Una coppia gay vessata da un vicino di casa omofobo e violento ha fatto porre, grazie ad una denuncia, agli arresti domiciliari il loro stalker (uno uomo di 28 anni di Aci Catena, in provincia di Catania) grazie all’inchiesta condotta dalla Procura distrettuale della Repubblica del capoluogo etneo, che ha accusato il soggetto di atti persecutori nei confronti dei due condòmini, ottenendo dal Gip la misura cautelare eseguita dai Carabinieri della Stazione di Aci Catena. Una brutta storia, sia dal punto di vista psicologico che fisico, vergognosa anche, per l’inciviltà messa in atto da un individuo che è ricorso ad uno stalking molto aggressivo, pur di fare sloggiare i due uomini dal condominio. 

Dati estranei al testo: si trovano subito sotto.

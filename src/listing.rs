use chrono::{DateTime, TimeZone, Utc};
use once_cell::sync::Lazy;
use regex::Regex;
use serde::{Deserialize, Serialize};
use utoipa::ToSchema;

#[derive(Debug, Clone, Copy, PartialEq, Eq, PartialOrd, Ord, Hash, Serialize, Deserialize, ToSchema)]
#[serde(rename_all = "lowercase")]
pub enum Status {
    Live,
    Upcoming,
    Unknown,
}

/// One show discovered on a profile page. Field order here is the wire order.
#[derive(Debug, Clone, PartialEq, Serialize, Deserialize, ToSchema)]
pub struct Listing {
    pub id: Option<String>,
    pub title: Option<String>,
    pub url: String,
    pub image: Option<String>,
    pub start_at: Option<String>,
    pub status: Status,
    pub price_hint: Option<f64>,
    pub currency: Option<String>,
}

impl Listing {
    pub fn start_time(&self) -> Option<DateTime<Utc>> {
        self.start_at.as_deref().and_then(parse_timestamp)
    }
}

/// `live` wins; otherwise a start time in the future means upcoming.
pub fn derive_status(live: bool, start_at: Option<&str>, now: DateTime<Utc>) -> Status {
    if live {
        return Status::Live;
    }
    match start_at.and_then(parse_timestamp) {
        Some(ts) if ts > now => Status::Upcoming,
        _ => Status::Unknown,
    }
}

pub fn parse_timestamp(s: &str) -> Option<DateTime<Utc>> {
    let s = s.trim();
    if let Ok(dt) = DateTime::parse_from_rfc3339(s) {
        return Some(dt.with_timezone(&Utc));
    }
    s.parse::<i64>().ok().and_then(epoch_to_datetime)
}

/// Epoch seconds or milliseconds, guessed by magnitude.
pub fn epoch_to_datetime(n: i64) -> Option<DateTime<Utc>> {
    if n.abs() >= 100_000_000_000 {
        Utc.timestamp_millis_opt(n).single()
    } else {
        Utc.timestamp_opt(n, 0).single()
    }
}

/// Opaque id: the path segment right after `/live/`.
pub fn listing_id(url: &str) -> Option<String> {
    let (_, rest) = url.split_once("/live/")?;
    let segment = rest
        .split(['/', '?', '#'])
        .next()
        .unwrap_or_default()
        .trim();
    (!segment.is_empty()).then(|| segment.to_string())
}

static PRICE_PREFIX: Lazy<Regex> =
    Lazy::new(|| Regex::new(r"([$€£])\s?(\d{1,6}(?:[.,]\d{1,2})?)").unwrap());
static PRICE_SUFFIX: Lazy<Regex> = Lazy::new(|| {
    Regex::new(r"(?i)\b(\d{1,6}(?:[.,]\d{1,2})?)\s?(€|eur\b|usd\b|gbp\b)").unwrap()
});

/// First price-looking amount in a title, as (amount, ISO currency).
pub fn price_hint(title: &str) -> Option<(f64, String)> {
    let (symbol, amount) = if let Some(c) = PRICE_PREFIX.captures(title) {
        (c[1].to_string(), c[2].to_string())
    } else {
        let c = PRICE_SUFFIX.captures(title)?;
        (c[2].to_string(), c[1].to_string())
    };

    let currency = match symbol.to_ascii_uppercase().as_str() {
        "$" | "USD" => "USD",
        "€" | "EUR" => "EUR",
        "£" | "GBP" => "GBP",
        _ => return None,
    };
    let value = amount.replace(',', ".").parse::<f64>().ok()?;
    Some((value, currency.to_string()))
}

/// Stable sort: live, then upcoming, then unknown; inside a status the
/// earliest start first; listings without a start time keep discovery order last.
pub fn rank(listings: &mut [Listing]) {
    listings.sort_by(|a, b| {
        a.status.cmp(&b.status).then_with(|| {
            match (a.start_time(), b.start_time()) {
                (Some(x), Some(y)) => x.cmp(&y),
                (Some(_), None) => std::cmp::Ordering::Less,
                (None, Some(_)) => std::cmp::Ordering::Greater,
                (None, None) => std::cmp::Ordering::Equal,
            }
        })
    });
}
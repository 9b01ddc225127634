use axum::{
    extract::{Query, State},
    http::StatusCode,
    response::{IntoResponse, Response},
    routing::get,
    Json, Router,
};
use serde::{Deserialize, Serialize};
use std::sync::Arc;
use tower_http::cors::CorsLayer;
use tracing::Instrument;
use utoipa::{IntoParams, OpenApi, ToSchema};
use utoipa_swagger_ui::SwaggerUi;
use uuid::Uuid;

use crate::listing::{Listing, Status};
use crate::normalize::{parse_flag, parse_positive};
use crate::pipeline::{Pipeline, ShowsRequest};

#[derive(Clone)]
pub struct AppState {
    pub pipeline: Pipeline,
}

/// Query parameters are taken as raw strings so bad values fall back to
/// defaults instead of rejecting the request.
#[derive(Debug, Default, Deserialize, IntoParams)]
#[into_params(parameter_in = Query)]
pub struct ShowsQuery {
    /// Profile handle, defaults to `skycard`.
    pub user: Option<String>,
    /// How many listings to consider, positive integer, default 8.
    pub limit: Option<String>,
    /// Set to `false`/`0` to skip detail page enrichment.
    pub details: Option<String>,
    /// Worker count for enrichment, positive integer, default 4.
    pub concurrency: Option<String>,
}

#[derive(Debug, Serialize, Deserialize, ToSchema)]
pub struct ShowsResponse {
    pub user: String,
    pub shows: Vec<Listing>,
}

#[derive(Debug, Serialize, Deserialize, ToSchema)]
pub struct ErrorResponse {
    pub error: String,
}

#[derive(OpenApi)]
#[openapi(
    paths(get_shows),
    components(schemas(ShowsResponse, ErrorResponse, Listing, Status)),
    tags((name = "shows", description = "Live show discovery"))
)]
pub struct ApiDoc;

pub fn router(state: Arc<AppState>) -> Router {
    Router::new()
        .merge(SwaggerUi::new("/swagger-ui").url("/api-docs/openapi.json", ApiDoc::openapi()))
        .route("/shows", get(get_shows))
        .route("/health", get(|| async { "ok" }))
        .layer(CorsLayer::permissive())
        .with_state(state)
}

impl ShowsQuery {
    fn into_request(self, state: &AppState) -> ShowsRequest {
        let cfg = state.pipeline.config();
        let user = self
            .user
            .map(|u| u.trim().to_string())
            .filter(|u| !u.is_empty())
            .unwrap_or_else(|| cfg.default_user.clone());

        ShowsRequest {
            user,
            limit: parse_positive(self.limit.as_deref(), cfg.default_limit),
            details: parse_flag(self.details.as_deref(), true),
            concurrency: parse_positive(self.concurrency.as_deref(), cfg.default_concurrency),
        }
    }
}

#[utoipa::path(
    get,
    path = "/shows",
    params(ShowsQuery),
    responses(
        (status = 200, description = "Best-effort list of shows, possibly empty", body = ShowsResponse),
        (status = 500, description = "Profile page could not be fetched at all", body = ErrorResponse)
    ),
    tag = "shows"
)]
pub async fn get_shows(State(state): State<Arc<AppState>>, Query(query): Query<ShowsQuery>) -> Response {
    let req = query.into_request(&state);
    let span = tracing::info_span!("shows", user = %req.user, request_id = %Uuid::new_v4());

    match state.pipeline.run(&req).instrument(span).await {
        Ok(outcome) => Json(ShowsResponse {
            user: req.user,
            shows: outcome.shows,
        })
        .into_response(),
        Err(e) => {
            tracing::error!(user = %req.user, error = %e, "profile fetch failed");
            (
                StatusCode::INTERNAL_SERVER_ERROR,
                Json(ErrorResponse {
                    error: e.to_string(),
                }),
            )
                .into_response()
        }
    }
}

Le indagini, coordinate dal pool di magistrati qualificati per i reati che riguardano la violenza di genere, hanno evidenziato come l’uomo azionato un’interminabile sequela di atti persecutori finalizzati al disturbo dei vicini di casa, una coppia omossessuale di trent’anni circa, degenerati anche in lesioni personali nei confronti di uno di essi.

In particolare, per comprendere meglio le circostanze che hanno originato la vicenda, “è necessario stigmatizzare – scrive la Procura della Repubblica – il comportamento omofobo del reo che, con intento premeditato, ha cercato di indurre i vicini di casa al trasferimento dalla loro casa di proprietà, non ritenendoli ‘meritevoli’ di abitare nello stesso palazzo dove egli risiedeva”.

“Dovete scomparire! Non siete persone adatte a vivere nel condominio … ve ne dovete andare!!!”. Queste le frasi che, secondo i magistrati, venivano proferite nei confronti dei due condòmini. I problemi per la coppia erano già iniziati nel mese di marzo del 2018, aggravandosi nel tempo per violenza e frequenza degli episodi.

Il persecutore infatti, sia di giorno che di notte, si era reso responsabile di atti riprovevoli come il danneggiamento dell’autovettura di uno dei due mediante lo sversamento di candeggina, l’avvelenamento delle piante poste sul balcone, il distacco della corrente elettrica dal contatore posto al piano terra, la musica ad un volume tale da impedire il riposo, lo spostamento continuo del mobilio per provocare rumori molesti.

A nulla erano valse le rimostranze verbali e la formale diffida recapitatagli dall’amministratore del condominio sollecitato dagli stessi residenti ai quali spavaldamente l’uomo, in un’occasione, aveva risposto d’aver fumato (intendeva verosimilmente marijuana) con un amico e di non essersi reso contro del rumore prodotto.

Anche la madre di una delle vittime, che avrebbe dovuto soggiornare nell’appartamento del figlio per qualche giorno, era andata via anzitempo lamentando l’impossibilità di resistere ai soprusi.

L’uomo, inoltre, che in certe occasioni era stato visto con un dispositivo lampeggiante sul tetto della propria autovettura, aveva anche ostentato ai due poveretti un tesserino simile a quello in dotazione alle forze dell’ordine, arrogandosi una fantomatica “autonomia” stante la quale, a suo dire, egli poteva fare quel che voleva.

“Il persistere di tale situazione – scrivono i magistrati – aveva minato anche la resilienza di un componente della coppia, costretto all’assunzione di ansiolitici ed al temporaneo trasferimento nella casa dei genitori per ritrovare la serenità che ormai, da tempo, aveva perso all’interno della propria abitazione”.

Tale comportamento vessatorio privo di logica motivazione, se non quella di arrecare disturbo ai due poveretti per farli cedere psicologicamente, confermato anche da testimoni, ha avuto un picco di gravità il 20 febbraio scorso.

L’indagato infatti, che alcuni giorni prima era stato destinatario di un formale ammonimento del Questore affinché si astenesse da tali comportamenti, aveva atteso la coppia davanti all’ingresso della loro abitazione e dopo averla insultata con frasi omofobe, ha percosso uno dei due con un manganello provocandogli una “infrazione della quinta e della settima costola sinistra, trauma cranico non commotivo ed escoriazioni multiple”, giudicate guaribili in 30 giorni, diagnosticate dai sanitari del pronto soccorso dell’ospedale di Acireale.

L’attività d’indagine compiuta a seguito della denuncia, in sinergia tra Carabinieri e Autorità giudiziaria, ha consentito di consolidare il quadro probatorio a carico dell’indagato e di richiedere la misura cautelare concessa dal Gip del Tribunale di Catania.